START LISTED ENTRIES
use crate::middlewares::auth_user;
use crate::models::*;
use crate::services::AnnouncementService;
use actix_web::{HttpRequest, HttpResponse, ResponseError, Result, web};
use serde_json::json;

#[utoipa::path(
    post,
    path = "/announcements",
    tag = "announcement",
    request_body = AnnouncementCreateRequest,
    security(("bearer_auth" = [])),
    responses(
        (status = 200, description = "Announcement created", body = AnnouncementResponse),
        (status = 403, description = "Not an admin")
    )
)]
pub async fn create_announcement(
    announcement_service: web::Data<AnnouncementService>,
    req: HttpRequest,
    request: web::Json<AnnouncementCreateRequest>,
) -> Result<HttpResponse> {
    if let Err(e) = auth_user(&req).and_then(|user| user.require_admin()) {
        return Ok(e.error_response());
    }

    match announcement_service
        .create_announcement(request.into_inner())
        .await
    {
        Ok(announcement) => Ok(HttpResponse::Ok().json(json!({
            "success": true,
            "message": "Announcement created successfully",
            "data": announcement
        }))),
        Err(e) => Ok(e.error_response()),
    }
}

#[utoipa::path(
    get,
    path = "/announcements/my",
    tag = "announcement",
    security(("bearer_auth" = [])),
    responses(
        (status = 200, description = "Announcements visible to the caller", body = [AnnouncementResponse])
    )
)]
pub async fn my_announcements(
    announcement_service: web::Data<AnnouncementService>,
    req: HttpRequest,
) -> Result<HttpResponse> {
    let user = match auth_user(&req) {
        Ok(user) => user,
        Err(e) => return Ok(e.error_response()),
    };

    match announcement_service.visible_for_member(user.id).await {
        Ok(announcements) => Ok(HttpResponse::Ok().json(json!({
            "success": true,
            "message": "Fetched latest announcements",
            "data": announcements
        }))),
        Err(e) => Ok(e.error_response()),
    }
}

#[utoipa::path(
    get,
    path = "/announcements",
    tag = "announcement",
    security(("bearer_auth" = [])),
    responses(
        (status = 200, description = "All announcements", body = [AnnouncementResponse]),
        (status = 403, description = "Not an admin")
    )
)]
pub async fn get_all_announcements(
    announcement_service: web::Data<AnnouncementService>,
    req: HttpRequest,
) -> Result<HttpResponse> {
    if let Err(e) = auth_user(&req).and_then(|user| user.require_admin()) {
        return Ok(e.error_response());
    }

    match announcement_service.list_all().await {
        Ok(announcements) => Ok(HttpResponse::Ok().json(json!({
            "success": true,
            "data": announcements
        }))),
        Err(e) => Ok(e.error_response()),
    }
}

#[utoipa::path(
    get,
    path = "/announcements/public",
    tag = "announcement",
    security(("bearer_auth" = [])),
    responses(
        (status = 200, description = "Public broadcasts", body = [AnnouncementResponse]),
        (status = 403, description = "Not an admin")
    )
)]
pub async fn get_public_announcements(
    announcement_service: web::Data<AnnouncementService>,
    req: HttpRequest,
) -> Result<HttpResponse> {
    if let Err(e) = auth_user(&req).and_then(|user| user.require_admin()) {
        return Ok(e.error_response());
    }

    match announcement_service.list_public().await {
        Ok(announcements) => Ok(HttpResponse::Ok().json(json!({
            "success": true,
            "data": announcements
        }))),
        Err(e) => Ok(e.error_response()),
    }
}

#[utoipa::path(
    get,
    path = "/announcements/{id}",
    tag = "announcement",
    params(("id" = i64, Path, description = "Announcement id")),
    security(("bearer_auth" = [])),
    responses(
        (status = 200, description = "Announcement detail", body = AnnouncementResponse),
        (status = 404, description = "Announcement not found")
    )
)]
pub async fn get_announcement(
    announcement_service: web::Data<AnnouncementService>,
    req: HttpRequest,
    path: web::Path<i64>,
) -> Result<HttpResponse> {
    if let Err(e) = auth_user(&req) {
        return Ok(e.error_response());
    }

    match announcement_service
        .get_announcement(path.into_inner())
        .await
    {
        Ok(announcement) => Ok(HttpResponse::Ok().json(json!({
            "success": true,
            "data": announcement
        }))),
        Err(e) => Ok(e.error_response()),
    }
}

#[utoipa::path(
    put,
    path = "/announcements/{id}",
    tag = "announcement",
    params(("id" = i64, Path, description = "Announcement id")),
    request_body = AnnouncementCreateRequest,
    security(("bearer_auth" = [])),
    responses(
        (status = 200, description = "Announcement updated", body = AnnouncementResponse),
        (status = 404, description = "Announcement not found")
    )
)]
pub async fn update_announcement(
    announcement_service: web::Data<AnnouncementService>,
    req: HttpRequest,
    path: web::Path<i64>,
    request: web::Json<AnnouncementCreateRequest>,
) -> Result<HttpResponse> {
    if let Err(e) = auth_user(&req).and_then(|user| user.require_admin()) {
        return Ok(e.error_response());
    }

    match announcement_service
        .update_announcement(path.into_inner(), request.into_inner())
        .await
    {
        Ok(announcement) => Ok(HttpResponse::Ok().json(json!({
            "success": true,
            "message": "Announcement updated successfully",
            "data": announcement
        }))),
        Err(e) => Ok(e.error_response()),
    }
}

#[utoipa::path(
    delete,
    path = "/announcements/{id}",
    tag = "announcement",
    params(("id" = i64, Path, description = "Announcement id")),
    security(("bearer_auth" = [])),
    responses(
        (status = 200, description = "Announcement deleted"),
        (status = 404, description = "Announcement not found")
    )
)]
pub async fn delete_announcement(
    announcement_service: web::Data<AnnouncementService>,
    req: HttpRequest,
    path: web::Path<i64>,
) -> Result<HttpResponse> {
    if let Err(e) = auth_user(&req).and_then(|user| user.require_admin()) {
        return Ok(e.error_response());
    }

    match announcement_service
        .delete_announcement(path.into_inner())
        .await
    {
        Ok(()) => Ok(HttpResponse::Ok().json(json!({
            "success": true,
            "message": "Announcement deleted successfully"
        }))),
        Err(e) => Ok(e.error_response()),
    }
}

pub fn announcement_config(cfg: &mut web::ServiceConfig) {
    cfg.service(
        web::scope("/announcements")
            .route("", web::post().to(create_announcement))
            .route("", web::get().to(get_all_announcements))
            .route("/my", web::get().to(my_announcements))
            .route("/public", web::get().to(get_public_announcements))
            .route("/{id}", web::get().to(get_announcement))
            .route("/{id}", web::put().to(update_announcement))
            .route("/{id}", web::delete().to(delete_announcement)),
    );
}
END LISTED ENTRIES
WHAT YOU NEED TO DO -> Give every entry again, exactly as it reads.

OUTPUT OF THE EXERCISE ->
use crate::middlewares::auth_user;
use crate::models::*;
use crate::services::AnnouncementService;
use actix_web::{HttpRequest, HttpResponse, ResponseError, Result, web};
use serde_json::json;

#[utoipa::path(
    post,
    path = "/announcements",
    tag = "announcement",
    request_body = AnnouncementCreateRequest,
    security(("bearer_auth" = [])),
    responses(
        (status = 200, description = "Announcement created", body = AnnouncementResponse),
        (status = 403, description = "Not an admin")
    )
)]
pub async fn create_announcement(
    announcement_service: web::Data<AnnouncementService>,
    req: HttpRequest,
    request: web::Json<AnnouncementCreateRequest>,
) -> Result<HttpResponse> {
    if let Err(e) = auth_user(&req).and_then(|user| user.require_admin()) {
        return Ok(e.error_response());
    }

    match announcement_service
        .create_announcement(request.into_inner())
        .await
    {
        Ok(announcement) => Ok(HttpResponse::Ok().json(json!({
            "success": true,
            "message": "Announcement created successfully",
            "data": announcement
        }))),
        Err(e) => Ok(e.error_response()),
    }
}

#[utoipa::path(
    get,
    path = "/announcements/my",
    tag = "announcement",
    security(("bearer_auth" = [])),
    responses(
        (status = 200, description = "Announcements visible to the caller", body = [AnnouncementResponse])
    )
)]
pub async fn my_announcements(
    announcement_service: web::Data<AnnouncementService>,
    req: HttpRequest,
) -> Result<HttpResponse> {
    let user = match auth_user(&req) {
        Ok(user) => user,
        Err(e) => return Ok(e.error_response()),
    };

    match announcement_service.visible_for_member(user.id).await {
        Ok(announcements) => Ok(HttpResponse::Ok().json(json!({
            "success": true,
            "message": "Fetched latest announcements",
            "data": announcements
        }))),
        Err(e) => Ok(e.error_response()),
    }
}

#[utoipa::path(
    get,
    path = "/announcements",
    tag = "announcement",
    security(("bearer_auth" = [])),
    responses(
        (status = 200, description = "All announcements", body = [AnnouncementResponse]),
        (status = 403, description = "Not an admin")
    )
)]
pub async fn get_all_announcements(
    announcement_service: web::Data<AnnouncementService>,
    req: HttpRequest,
) -> Result<HttpResponse> {
    if let Err(e) = auth_user(&req).and_then(|user| user.require_admin()) {
        return Ok(e.error_response());
    }

    match announcement_service.list_all().await {
        Ok(announcements) => Ok(HttpResponse::Ok().json(json!({
            "success": true,
            "data": announcements
        }))),
        Err(e) => Ok(e.error_response()),
    }
}

#[utoipa::path(
    get,
    path = "/announcements/public",
    tag = "announcement",
    security(("bearer_auth" = [])),
    responses(
        (status = 200, description = "Public broadcasts", body = [AnnouncementResponse]),
        (status = 403, description = "Not an admin")
    )
)]
pub async fn get_public_announcements(
    announcement_service: web::Data<AnnouncementService>,
    req: HttpRequest,
) -> Result<HttpResponse> {
    if let Err(e) = auth_user(&req).and_then(|user| user.require_admin()) {
        return Ok(e.error_response());
    }

    match announcement_service.list_public().await {
        Ok(announcements) => Ok(HttpResponse::Ok().json(json!({
            "success": true,
            "data": announcements
        }))),
        Err(e) => Ok(e.error_response()),
    }
}

#[utoipa::path(
    get,
    path = "/announcements/{id}",
    tag = "announcement",
    params(("id" = i64, Path, description = "Announcement id")),
    security(("bearer_auth" = [])),
    responses(
        (status = 200, description = "Announcement detail", body = AnnouncementResponse),
        (status = 404, description = "Announcement not found")
    )
)]
pub async fn get_announcement(
    announcement_service: web::Data<AnnouncementService>,
    req: HttpRequest,
    path: web::Path<i64>,
) -> Result<HttpResponse> {
    if let Err(e) = auth_user(&req) {
        return Ok(e.error_response());
    }

    match announcement_service
        .get_announcement(path.into_inner())
        .await
    {
        Ok(announcement) => Ok(HttpResponse::Ok().json(json!({
            "success": true,
            "data": announcement
        }))),
        Err(e) => Ok(e.error_response()),
    }
}

#[utoipa::path(
    put,
    path = "/announcements/{id}",
    tag = "announcement",
    params(("id" = i64, Path, description = "Announcement id")),
    request_body = AnnouncementCreateRequest,
    security(("bearer_auth" = [])),
    responses(
        (status = 200, description = "Announcement updated", body = AnnouncementResponse),
        (status = 404, description = "Announcement not found")
    )
)]
pub async fn update_announcement(
    announcement_service: web::Data<AnnouncementService>,
    req: HttpRequest,
    path: web::Path<i64>,
    request: web::Json<AnnouncementCreateRequest>,
) -> Result<HttpResponse> {
    if let Err(e) = auth_user(&req).and_then(|user| user.require_admin()) {
        return Ok(e.error_response());
    }

    match announcement_service
        .update_announcement(path.into_inner(), request.into_inner())
        .await
    {
        Ok(announcement) => Ok(HttpResponse::Ok().json(json!({
            "success": true,
            "message": "Announcement updated successfully",
            "data": announcement
        }))),
        Err(e) => Ok(e.error_response()),
    }
}

#[utoipa::path(
    delete,
    path = "/announcements/{id}",
    tag = "announcement",
    params(("id" = i64, Path, description = "Announcement id")),
    security(("bearer_auth" = [])),
    responses(
        (status = 200, description = "Announcement deleted"),
        (status = 404, description = "Announcement not found")
    )
)]
pub async fn delete_announcement(
    announcement_service: web::Data<AnnouncementService>,
    req: HttpRequest,
    path: web::Path<i64>,
) -> Result<HttpResponse> {
    if let Err(e) = auth_user(&req).and_then(|user| user.require_admin()) {
        return Ok(e.error_response());
    }

    match announcement_service
        .delete_announcement(path.into_inner())
        .await
    {
        Ok(()) => Ok(HttpResponse::Ok().json(json!({
            "success": true,
            "message": "Announcement deleted successfully"
        }))),
        Err(e) => Ok(e.error_response()),
    }
}

pub fn announcement_config(cfg: &mut web::ServiceConfig) {
    cfg.service(
        web::scope("/announcements")
            .route("", web::post().to(create_announcement))
            .route("", web::get().to(get_all_announcements))
            .route("/my", web::get().to(my_announcements))
            .route("/public", web::get().to(get_public_announcements))
            .route("/{id}", web::get().to(get_announcement))
            .route("/{id}", web::put().to(update_announcement))
            .route("/{id}", web::delete().to(delete_announcement)),
    );
}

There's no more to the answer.